Day 28 A clandestine raid on the Venetian Fort in Iráklion
At present this massive structure is closed to the public for restoration. We discovered a grille covering a small opening in the wall at ground level was ajar. We slipped through and down a narrow passage littered with human excrement until we came to the inner side of the wall. Part of the door had been broken off leaving a hole which we crawled through. Immediately ahead, a staircase turned up and out of sight into the light, taking us into the main courtyard. At the far end, a small, thin tower was built into the battlements. After a climb up the narrow cracked spiral staircase, we reached its top giving a fine view of the old Venetian harbour where the fishing boats rot and beyond that the main steamer port. We took care to let no more than our heads rise above the parapet lest the authorities should perceive our clandestine exploration. We patrolled the battlements as the Venetian guards would have done, but scanning the horizon not for pirates but police. Having examined every nook, we took the cobbled cannon ramp back down into the bowels of the fort. There in the dim light there are myriad rooms, some huge arched halls, bare and cold, smaller chambers where officers might have slept and the long refectory where soldiers would have celebrated the defeat of a Turkish raider. That these dank chambers were illuminated with only a dim brown light, that dangerous holes had been dug in the floor, around which we had to grope before deciding how large they were, only enhanced a tremendous feeling of adventure – exploring a place no-one is meant to see. When we had seen every room, we crawled back out the way we had come into the warm sunlight of the pier. Crete could still surprise us even when our trip was almost done.
Biographical Notes
Laurence attended Hamilton College, NY, USA, in 1971-72 before studying medicine at Edinburgh University. After 2 years working in Lyon, France, he specialised in Public Health from 1985, initially working in Glasgow and focusing on HIV/AIDS and drug misuse, being awarded the OBE for services to public health in 2001. He was Director of Public Health Science at NHS Health Scotland 2002-12, majoring on tobacco, alcohol misuse and obesity. He is now Honorary Professor of Public Health at the Universities of Edinburgh and Glasgow, the founder director of a small charity working in northern Ghana and the Secretary of the Global Society on Migration, Ethnicity, Race and Health.
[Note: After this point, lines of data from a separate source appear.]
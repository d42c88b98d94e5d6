use super::{Method, Methods, ModelResourceClass, Params, Resource, ResourcePath};
use crate::context::ApiContext;
use crate::error::Result;
use crate::filters::Filter;
use crate::formatter::Mapping;
use crate::orm::{Predicates, QuerySet, QuerySetExt, Value};
use crate::validation::{self, ValidationErrors};
use async_trait::async_trait;
use chrono::Duration;
use derivative::Derivative;
use serde_json::{json, Value as JsonValue};
use std::sync::Arc;
use url::form_urlencoded;

/// A set of objects served at one path segment beneath the root.
#[derive(Derivative)]
#[derivative(Debug)]
pub struct Collection {
    segment: String,
    queryset: Arc<dyn QuerySet>,
    class: String,
    page_size: Option<usize>,
    #[derivative(Debug = "ignore")]
    filters: Vec<Arc<dyn Filter>>,
    methods: Methods,
    max_age: Option<Duration>,
}

impl Collection {
    /// The objects of `queryset`, represented as resources of the class named `class` and served
    /// at `segment`.
    pub fn new(
        segment: impl Into<String>,
        queryset: Arc<dyn QuerySet>,
        class: impl Into<String>,
    ) -> Self {
        Self {
            segment: segment.into(),
            queryset,
            class: class.into(),
            page_size: None,
            filters: vec![],
            methods: [Method::Get, Method::Post].into(),
            max_age: None,
        }
    }

    /// Serve at most `size` objects per page.
    pub fn page_size(mut self, size: usize) -> Self {
        self.page_size = Some(size);
        self
    }

    /// Add a filter to the end of the chain.
    pub fn filter(mut self, filter: impl Filter + 'static) -> Self {
        self.filters.push(Arc::new(filter));
        self
    }

    pub fn methods(mut self, methods: impl IntoIterator<Item = Method>) -> Self {
        self.methods = methods.into_iter().collect();
        self
    }

    pub fn max_age(mut self, max_age: Duration) -> Self {
        self.max_age = Some(max_age);
        self
    }

    pub fn segment(&self) -> &str {
        &self.segment
    }

    /// The name of the class representing members of this collection.
    pub fn class(&self) -> &str {
        &self.class
    }

    pub fn queryset(&self) -> &Arc<dyn QuerySet> {
        &self.queryset
    }

    pub fn filters(&self) -> &[Arc<dyn Filter>] {
        &self.filters
    }
}

/// The resource serving a [`Collection`].
#[derive(Debug)]
pub struct CollectionResource {
    collection: Arc<Collection>,
    path: ResourcePath,
}

impl CollectionResource {
    pub fn new(collection: Arc<Collection>) -> Self {
        Self {
            collection,
            path: Default::default(),
        }
    }

    fn link(&self, params: &Params, page_param: &str, page: usize) -> String {
        let query = form_urlencoded::Serializer::new(String::new())
            .extend_pairs(params.iter().filter(|(key, _)| *key != page_param))
            .append_pair(page_param, &page.to_string())
            .finish();
        format!("{}?{query}", self.resource_path().unwrap_or_default())
    }
}

#[async_trait]
impl Resource for CollectionResource {
    fn resource_path(&self) -> Option<&str> {
        self.path.get()
    }

    fn set_resource_path(&self, path: String) {
        self.path.set(path)
    }

    fn allowed_methods(&self) -> Methods {
        self.collection
            .methods
            .iter()
            .copied()
            .filter(|method| matches!(method, Method::Get | Method::Post))
            .collect()
    }

    async fn get(&self, ctx: &mut ApiContext, params: &Params) -> Result<Mapping> {
        self.check_allowed(Method::Get)?;
        let class = ctx.api().class(&self.collection.class)?.clone();

        let mut qs = self.collection.queryset.all();
        for filter in &self.collection.filters {
            qs = filter.filter(ctx, params, qs)?;
        }

        let page_param = ctx.config().page_param.clone();
        let page_size = self.collection.page_size.or(ctx.config().default_page_size);
        let page = params
            .get(&page_param)
            .and_then(|page| page.parse::<usize>().ok())
            .unwrap_or(0);
        let mut meta = Mapping::new();
        let objects = match page_size {
            Some(size) => {
                let count = qs.count().await?;
                // A page too far out to have an offset is past the end.
                let objects = match page.checked_mul(size) {
                    Some(offset) => {
                        class
                            .query_plan(ctx)?
                            .prepare(qs.slice(offset, Some(size)))
                            .fetch()
                            .await?
                    }
                    None => vec![],
                };
                meta.insert("count".into(), json!(count));
                let end = page.checked_add(1).and_then(|next| next.checked_mul(size));
                if end.map_or(false, |end| end < count) {
                    meta.insert("next".into(), self.link(params, &page_param, page + 1).into());
                }
                if page > 0 {
                    meta.insert("prev".into(), self.link(params, &page_param, page - 1).into());
                }
                objects
            }
            None => {
                let objects = class.query_plan(ctx)?.prepare(qs).fetch().await?;
                meta.insert("count".into(), json!(objects.len()));
                objects
            }
        };

        let mut items = Vec::with_capacity(objects.len());
        for obj in &objects {
            items.push(JsonValue::Object(class.serialize(ctx, obj, None).await?));
        }
        if let Some(max_age) = self.collection.max_age {
            ctx.expire_in(max_age);
        }

        let mut mapping = Mapping::new();
        mapping.insert("meta".into(), JsonValue::Object(meta));
        mapping.insert("objects".into(), JsonValue::Array(items));
        Ok(mapping)
    }

    async fn post(&self, ctx: &mut ApiContext, payload: &Mapping) -> Result<Arc<dyn Resource>> {
        self.check_allowed(Method::Post)?;
        let class = ctx.api().class(&self.collection.class)?.clone();
        let obj = self.collection.queryset.new_object();
        class.apply(ctx, payload, &obj).await?;

        let resource = class.wrap(obj.clone());
        if let (Some(path), Some(key)) = (self.resource_path(), class.key_segment(ctx, &obj).await?)
        {
            resource.set_resource_path(format!("{path}/{key}"));
        }
        tracing::info!(
            "created {} at {}",
            class.name(),
            resource.resource_path().unwrap_or("<unaddressable>")
        );
        Ok(Arc::new(resource))
    }

    async fn child_resource(
        &self,
        ctx: &mut ApiContext,
        segment: &str,
    ) -> Result<Option<Arc<dyn Resource>>> {
        let class: Arc<ModelResourceClass> = ctx.api().class(&self.collection.class)?.clone();
        let key = match ctx
            .formatter()
            .to_native_value(class.key_type(), &JsonValue::String(segment.into()))
        {
            Ok(Value::Null) | Err(_) => return Ok(None),
            Ok(key) => key,
        };
        let qs = class.query_plan(ctx)?.prepare(self.collection.queryset.all());
        let predicates = Predicates::from([(class.key_attr().to_string(), key)]);
        Ok(qs
            .opt(&predicates)
            .await?
            .map(|obj| Arc::new(class.wrap(obj)) as Arc<dyn Resource>))
    }

    async fn validate(
        &self,
        ctx: &mut ApiContext,
        key: &str,
        payload: &Mapping,
    ) -> Result<ValidationErrors> {
        let class = ctx.api().class(&self.collection.class)?.clone();
        validation::validate(ctx, key, &class, None, payload).await
    }
}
Peter rose through the ranks of the Civil Service to become Director General at the Department for the Environment, Food and Rural Affairs and the Department for Communities and Local Government. He worked across a wide range of policy areas, including the natural environment, climate change, agriculture, local government and planning. He became a Companion of the Order of Bath (CB) in 2011 for services to the environment. After leaving the Civil Service in 2015, he spent four years as Chief Executive of the Whitehall & Industry Group, an independent charity promoting leadership development and understanding between government, industry and the not-for-profit sector.